Al llegar, Hofmann tuvo la sensación de que no podía mover las piernas. Se preguntó cómo había hecho para llegar hasta ahí en bicicleta. A su alrededor todo giraba: los objetos y muebles tenían formas grotescas, con dientes y garras; se sintió amenazado. Sin embargo, Ramstein le despejó los fantasmas que tenía adentro y empezaron a crecer afuera. Le dijo que habían pedaleado a buena velocidad, sin problemas en el camino. Y repitió: ya está en casa.
Antes de bajar las cortinas del living, Hofmann, inquieto, le pidió a Ramstein que llamara al médico y fuera a buscar leche a casa de los vecinos. Mientras esperaba, su cabeza seguía funcionando, hilando palabras oscuras, dictadas por el miedo: «Repleta de amarga ironía se entrecruzaba la reflexión de que era esa dietilamida del ácido que yo había puesto en el mundo la que ahora me obligaba a abandonarlo prematuramente».
El médico se acercó pronto: no encontró nada raro. Escuchó los miedos de Hoffman, pero sobre todo puso el foco en los síntomas: pupilas dilatadas; pulso, presión sanguínea y respiración dentro de los parámetros normales. En una pausa, Ramstein le contó del autoensayo. El médico no se alteró. Se quedó un tiempo en la casa, hasta que el efecto empezó a ceder. En ese lapso entre el pánico y el regreso a la cotidianidad familiar, Hofmann pudo gozar de los colores que inundaban sus ojos cerrados, de la intensificación de los sonidos que llegaban de la calle, de los sabores nuevos que tomaba la comida. En sí, las virtudes de una sustancia psicoactiva que tenía unas propiedades extraordinarias.

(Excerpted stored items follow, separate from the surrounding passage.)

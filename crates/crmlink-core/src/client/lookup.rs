//! Cache-aware lookups for high-repetition queries.
//!
//! These answer questions like "which product rows does invoice N have",
//! which a report asks many times over. An empty answer is cached like any
//! other, so a second ask costs no request; a failed lookup is reported as
//! failed and never cached.

use std::collections::{BTreeMap, BTreeSet};
use std::thread;

use serde_json::{json, Value};

use super::response::items_of;
use super::{ApiClient, Response};
use crate::config::PRODUCT_ROWS_METHOD;
use crate::error::{ApiError, ErrorKind};

/// Owner type code of smart invoices in product-row filters.
const INVOICE_OWNER_TYPE: &str = "SI";

/// Result of a per-item list lookup that keeps "empty" and "failed" apart.
#[derive(Debug, Clone, Default, PartialEq)]
pub struct ItemsOutcome {
    pub items: Vec<Value>,
    pub failed: bool,
    pub error_message: Option<String>,
}

impl ItemsOutcome {
    pub fn found(items: Vec<Value>) -> Self {
        Self {
            items,
            failed: false,
            error_message: None,
        }
    }

    pub fn failure(err: &ApiError) -> Self {
        Self {
            items: Vec::new(),
            failed: true,
            error_message: Some(err.to_string()),
        }
    }

    fn from_cached(value: Option<Value>) -> Self {
        Self::found(value.as_ref().map(|v| items_of(v).to_vec()).unwrap_or_default())
    }

    /// Succeeded with no rows.
    pub fn is_empty(&self) -> bool {
        !self.failed && self.items.is_empty()
    }
}

/// Parameters selecting the product rows of one invoice.
pub fn product_rows_params(invoice_id: u64) -> Value {
    json!({
        "filter": {
            "=ownerType": INVOICE_OWNER_TYPE,
            "=ownerId": invoice_id,
        }
    })
}

fn cacheable(response: &Response) -> Option<Value> {
    if response.is_empty_payload() {
        None
    } else {
        Some(response.payload.clone())
    }
}

impl ApiClient {
    /// Call `endpoint` through the response cache.
    ///
    /// `Ok(None)` means the method answered with nothing; that answer is
    /// cached too. Errors are returned and not cached.
    pub fn cached_call(&self, endpoint: &str, params: Value) -> Result<Option<Value>, ApiError> {
        let Some(cache) = self.cache() else {
            return Ok(cacheable(&self.call(endpoint, params)?));
        };
        if let Some(hit) = cache.get(endpoint, &params) {
            return Ok(hit);
        }
        let response = self.call(endpoint, params.clone())?;
        let value = cacheable(&response);
        cache.put(endpoint, &params, value.clone());
        Ok(value)
    }

    /// Product rows of one invoice.
    ///
    /// Ordinary failures come back as a failed [`ItemsOutcome`]; systemic
    /// ones (authentication) as `Err`, since every later lookup would fail too.
    pub fn products_for_invoice(&self, invoice_id: u64) -> Result<ItemsOutcome, ApiError> {
        match self.cached_call(PRODUCT_ROWS_METHOD, product_rows_params(invoice_id)) {
            Ok(value) => Ok(ItemsOutcome::from_cached(value)),
            Err(e) if e.is_systemic() => Err(e),
            Err(e) => {
                tracing::warn!(invoice_id, error = %e, "product lookup failed");
                Ok(ItemsOutcome::failure(&e))
            }
        }
    }

    /// Product rows of many invoices, keyed by invoice id.
    ///
    /// Cached invoices cost nothing; the rest go through [`ApiClient::fetch_many`],
    /// which batches them unless the product-row method is flagged as not
    /// batchable.
    pub fn products_for_invoices(
        &self,
        invoice_ids: &[u64],
    ) -> Result<BTreeMap<u64, ItemsOutcome>, ApiError> {
        let ids: BTreeSet<u64> = invoice_ids.iter().copied().collect();
        let mut out = BTreeMap::new();
        let mut pending = Vec::new();

        for id in ids {
            let params = product_rows_params(id);
            match self.cache().and_then(|c| c.get(PRODUCT_ROWS_METHOD, &params)) {
                Some(hit) => {
                    out.insert(id, ItemsOutcome::from_cached(hit));
                }
                None => pending.push((id.to_string(), params)),
            }
        }
        if pending.is_empty() {
            return Ok(out);
        }

        let params_by_label: BTreeMap<String, Value> = pending.iter().cloned().collect();
        let results = match self.fetch_many(PRODUCT_ROWS_METHOD, pending) {
            Ok(results) => results,
            Err(e) if e.is_systemic() => return Err(e),
            Err(e) => {
                tracing::warn!(invoices = params_by_label.len(), error = %e, "product batch failed");
                for label in params_by_label.keys() {
                    if let Ok(id) = label.parse::<u64>() {
                        out.insert(id, ItemsOutcome::failure(&e));
                    }
                }
                return Ok(out);
            }
        };
        for (label, result) in results {
            let Ok(id) = label.parse::<u64>() else {
                continue;
            };
            let outcome = match result {
                Ok(response) => {
                    let value = cacheable(&response);
                    if let (Some(cache), Some(params)) = (self.cache(), params_by_label.get(&label)) {
                        cache.put(PRODUCT_ROWS_METHOD, params, value.clone());
                    }
                    ItemsOutcome::from_cached(value)
                }
                Err(e) => {
                    tracing::warn!(invoice_id = id, error = %e, "product lookup failed");
                    ItemsOutcome::failure(&e)
                }
            };
            out.insert(id, outcome);
        }
        Ok(out)
    }

    /// Like [`ApiClient::products_for_invoices`] with one call per invoice,
    /// spread over `workers` threads sharing this client's limiter and cache.
    pub fn products_for_invoices_concurrent(
        &self,
        invoice_ids: &[u64],
        workers: usize,
    ) -> Result<BTreeMap<u64, ItemsOutcome>, ApiError> {
        let ids: Vec<u64> = invoice_ids
            .iter()
            .copied()
            .collect::<BTreeSet<_>>()
            .into_iter()
            .collect();
        if ids.is_empty() {
            return Ok(BTreeMap::new());
        }
        let workers = workers.clamp(1, ids.len());
        let chunk_size = ids.len().div_ceil(workers);

        let per_worker: Vec<Result<Vec<(u64, ItemsOutcome)>, ApiError>> = thread::scope(|s| {
            let handles: Vec<_> = ids
                .chunks(chunk_size)
                .map(|chunk| {
                    s.spawn(move || {
                        chunk
                            .iter()
                            .map(|&id| self.products_for_invoice(id).map(|o| (id, o)))
                            .collect::<Result<Vec<_>, ApiError>>()
                    })
                })
                .collect();
            handles
                .into_iter()
                .map(|h| {
                    h.join().unwrap_or_else(|_| {
                        Err(ApiError::new(ErrorKind::Unknown, "lookup worker panicked"))
                    })
                })
                .collect()
        });

        let mut out = BTreeMap::new();
        for chunk in per_worker {
            out.extend(chunk?);
        }
        Ok(out)
    }
}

Años después, en distintas entrevistas, dándole una pincelada de contemporaneidad a su lenguaje, Hofmann dirá que su primera experiencia formal fue «un mal viaje». Sin embargo, en ningún momento lo señala como un obstáculo para continuar experimentando.

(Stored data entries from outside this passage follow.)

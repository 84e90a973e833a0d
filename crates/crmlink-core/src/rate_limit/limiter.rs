//! Adaptive minimum-interval limiter.

use std::sync::{Mutex, MutexGuard};
use std::thread;
use std::time::{Duration, Instant, SystemTime, UNIX_EPOCH};

use super::RateLimitHeaders;

/// Upper bound for the interval after repeated 429s without `Retry-After`.
pub const DEFAULT_MAX_INTERVAL: Duration = Duration::from_secs(2);

/// Growth factor applied to the interval on a 429 without `Retry-After`.
const THROTTLE_GROWTH: f64 = 1.5;

/// Far-future deadlines from bogus headers are clamped to this.
const MAX_DEADLINE: Duration = Duration::from_secs(3600);

#[derive(Debug)]
struct LimiterState {
    current_interval: Duration,
    last_request: Option<Instant>,
    retry_after_deadline: Option<Instant>,
    request_count: u64,
}

/// Point-in-time view of the limiter, for logging and tests.
#[derive(Debug, Clone, Copy, PartialEq)]
pub struct RateLimiterStats {
    pub request_count: u64,
    pub min_interval: Duration,
    pub current_interval: Duration,
    /// Time left until a server-imposed pause ends, if one is pending.
    pub retry_after: Option<Duration>,
}

/// Enforces a minimum interval between requests and adapts it from responses.
///
/// `acquire` holds the lock while it sleeps, so any two gated requests are at
/// least `current_interval` apart. Which waiting thread goes next is
/// unspecified.
#[derive(Debug)]
pub struct RateLimiter {
    min_interval: Duration,
    max_interval: Duration,
    state: Mutex<LimiterState>,
}

impl RateLimiter {
    /// Limiter allowing at most `max_requests_per_second`.
    pub fn new(max_requests_per_second: f64) -> Self {
        Self::with_max_interval(max_requests_per_second, DEFAULT_MAX_INTERVAL)
    }

    pub fn with_max_interval(max_requests_per_second: f64, max_interval: Duration) -> Self {
        let rps = if max_requests_per_second.is_finite() && max_requests_per_second > 0.0 {
            max_requests_per_second
        } else {
            tracing::warn!(
                max_requests_per_second,
                "invalid request rate, falling back to 2 req/s"
            );
            2.0
        };
        let min_interval =
            Duration::try_from_secs_f64(1.0 / rps).unwrap_or(Duration::from_millis(500));
        Self {
            min_interval,
            max_interval: max_interval.max(min_interval),
            state: Mutex::new(LimiterState {
                current_interval: min_interval,
                last_request: None,
                retry_after_deadline: None,
                request_count: 0,
            }),
        }
    }

    // A panic elsewhere while holding the lock leaves plain timestamps behind,
    // which are still usable.
    fn lock(&self) -> MutexGuard<'_, LimiterState> {
        self.state.lock().unwrap_or_else(|e| e.into_inner())
    }

    /// Block until a request may be sent, then record it.
    ///
    /// Returns the time spent sleeping (not counting lock contention).
    pub fn acquire(&self) -> Duration {
        let mut state = self.lock();
        let mut waited = Duration::ZERO;

        if let Some(deadline) = state.retry_after_deadline.take() {
            let now = Instant::now();
            if deadline > now {
                let pause = deadline - now;
                tracing::debug!(pause_ms = pause.as_millis() as u64, "waiting for server retry window");
                thread::sleep(pause);
                waited += pause;
            }
        }

        if let Some(last) = state.last_request {
            let elapsed = last.elapsed();
            if elapsed < state.current_interval {
                let pause = state.current_interval - elapsed;
                thread::sleep(pause);
                waited += pause;
            }
        }

        state.last_request = Some(Instant::now());
        state.request_count += 1;
        waited
    }

    /// Adjust pacing from a response's header lines and status code.
    pub fn update_from_response<S: AsRef<str>>(&self, header_lines: &[S], status: u16) {
        self.apply(&RateLimitHeaders::parse(header_lines), status);
    }

    /// Adjust pacing from already-parsed headers.
    pub fn apply(&self, headers: &RateLimitHeaders, status: u16) {
        let mut state = self.lock();
        let now = Instant::now();

        if status == 429 || (status == 503 && headers.retry_after_secs.is_some()) {
            let pause = match headers.retry_after_secs {
                Some(secs) => clamp_deadline(secs),
                None => {
                    let pause = state.current_interval.saturating_mul(2).min(MAX_DEADLINE);
                    state.current_interval =
                        Duration::try_from_secs_f64(state.current_interval.as_secs_f64() * THROTTLE_GROWTH)
                            .unwrap_or(self.max_interval)
                            .min(self.max_interval);
                    pause
                }
            };
            let deadline = now + pause;
            state.retry_after_deadline = Some(match state.retry_after_deadline {
                Some(existing) if existing > deadline => existing,
                _ => deadline,
            });
            tracing::warn!(
                status,
                pause_ms = pause.as_millis() as u64,
                interval_ms = state.current_interval.as_millis() as u64,
                "server throttled request"
            );
            return;
        }

        if !(200..300).contains(&status) {
            return;
        }
        let (Some(remaining), Some(reset_unix)) = (headers.remaining, headers.reset_unix) else {
            return;
        };
        let until_reset = secs_until_unix(reset_unix);
        if remaining == 0 {
            state.retry_after_deadline = Some(now + until_reset);
            tracing::debug!(
                reset_in_ms = until_reset.as_millis() as u64,
                "request budget exhausted, pausing until reset"
            );
        } else {
            let spread = until_reset / u32::try_from(remaining).unwrap_or(u32::MAX);
            state.current_interval = spread.max(self.min_interval);
            tracing::debug!(
                remaining,
                interval_ms = state.current_interval.as_millis() as u64,
                "spreading remaining budget"
            );
        }
    }

    pub fn min_interval(&self) -> Duration {
        self.min_interval
    }

    pub fn stats(&self) -> RateLimiterStats {
        let state = self.lock();
        let now = Instant::now();
        RateLimiterStats {
            request_count: state.request_count,
            min_interval: self.min_interval,
            current_interval: state.current_interval,
            retry_after: state
                .retry_after_deadline
                .filter(|d| *d > now)
                .map(|d| d - now),
        }
    }
}

/// Server-supplied pause in seconds, capped at [`MAX_DEADLINE`] before the
/// conversion so huge values cannot overflow `Duration`.
fn clamp_deadline(secs: f64) -> Duration {
    Duration::try_from_secs_f64(secs.min(MAX_DEADLINE.as_secs_f64())).unwrap_or(Duration::ZERO)
}

/// Time from now until the given unix timestamp; zero if it is in the past.
fn secs_until_unix(reset_unix: u64) -> Duration {
    let now = SystemTime::now()
        .duration_since(UNIX_EPOCH)
        .unwrap_or_default();
    Duration::from_secs(reset_unix)
        .saturating_sub(now)
        .min(MAX_DEADLINE)
}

Para recibir una valija con ampollas de LSD en otro continente, otro país, a más de 10.000 kilómetros de distancia de Suiza, no había que hacer una transferencia bancaria ni acercar dinero por algún túnel ilegal o por caminos informales. Con llenar una solicitud era suficiente. El pedido no podía hacerlo cualquiera. Debía ostentar algunas cualidades científicas. Y, en particular, comprometerse en dos puntos fundamentales. El primero, cada científico o psiquiatra debía realizar autoensayos con las dosis enviadas antes de administrar la sustancia a pacientes externos. Segundo: una vez realizados los experimentos, debían escribir artículos científicos acerca de ellos en revistas especializadas.
El modelo de experimentación era el que venía realizando desde 1947 Werner A. Stoll, el hijo de Arthur Stoll, en la clínica psiquiátrica de la Universidad de Zúrich. Los pasos: recibir el LSD, experimentarlo con supervisión de un asistente y, por último, dejar registro por escrito de la experiencia.

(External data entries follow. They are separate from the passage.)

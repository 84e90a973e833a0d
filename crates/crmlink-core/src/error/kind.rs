//! Failure kinds and their retry semantics.

use std::fmt;

/// High-level classification of a failed call.
#[derive(Debug, Clone, Copy, PartialEq, Eq, Hash)]
pub enum ErrorKind {
    /// Server asked us to slow down (HTTP 429, `QUERY_LIMIT_EXCEEDED`).
    RateLimited,
    /// HTTP 5xx or an internal error reported in the body.
    ServerError,
    /// Webhook rejected (401/403, expired or invalid token).
    AuthenticationFailed,
    /// Connection refused, DNS failure, connection reset.
    NetworkUnavailable,
    /// Any other 4xx or an argument error reported in the body.
    BadRequest,
    /// HTTP 404 or a not-found error reported in the body.
    NotFound,
    /// Transport timeout.
    TimedOut,
    /// Unparseable body or an unrecognised failure.
    Unknown,
}

impl ErrorKind {
    /// Whether a later attempt of the same request may succeed.
    pub fn is_retryable(self) -> bool {
        matches!(
            self,
            ErrorKind::RateLimited
                | ErrorKind::ServerError
                | ErrorKind::NetworkUnavailable
                | ErrorKind::TimedOut
        )
    }

    /// Whether the failure affects every request, not just the current item.
    ///
    /// Per-item workflows skip-and-continue on ordinary failures but abort on
    /// systemic ones.
    pub fn is_systemic(self) -> bool {
        matches!(self, ErrorKind::AuthenticationFailed)
    }

    pub fn as_str(self) -> &'static str {
        match self {
            ErrorKind::RateLimited => "rate limited",
            ErrorKind::ServerError => "server error",
            ErrorKind::AuthenticationFailed => "authentication failed",
            ErrorKind::NetworkUnavailable => "network unavailable",
            ErrorKind::BadRequest => "bad request",
            ErrorKind::NotFound => "not found",
            ErrorKind::TimedOut => "timed out",
            ErrorKind::Unknown => "unknown error",
        }
    }
}

impl fmt::Display for ErrorKind {
    fn fmt(&self, f: &mut fmt::Formatter<'_>) -> fmt::Result {
        f.write_str(self.as_str())
    }
}
//! CLI parse tests.

use super::{Cli, CliCommand};
use clap::Parser;

pub(super) fn parse(args: &[&str]) -> CliCommand {
    let cli = Cli::try_parse_from(args).unwrap();
    cli.command
}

En su casa de Recoleta, Tallaferro, resignado a no encontrar la valija que imaginaba degradarse en el basural de Retiro, volvió a llenar una solicitud. Para su sorpresa, también fue aprobada. La segunda valija con LSD hizo el mismo recorrido que la primera: desde Basilea a Buenos Aires, en uno de los compartimentos de un Douglas DC4. La diferencia fue que apenas llegó a la casa de Quintana 202, Tallaferro no le sacó los ojos de encima. Rodeando la caja con las dos manos, subió cinco pisos por la escalera y la dejó sobre el escritorio de su consultorio. Después, cerró la puerta y puso llave. En ese instante, el lienzo blanco de la psicología empezaba a tomar sus primeros colores. Con la segunda valija que había llegado a las manos de Tallaferro, comenzaba el viaje del LSD en la Argentina.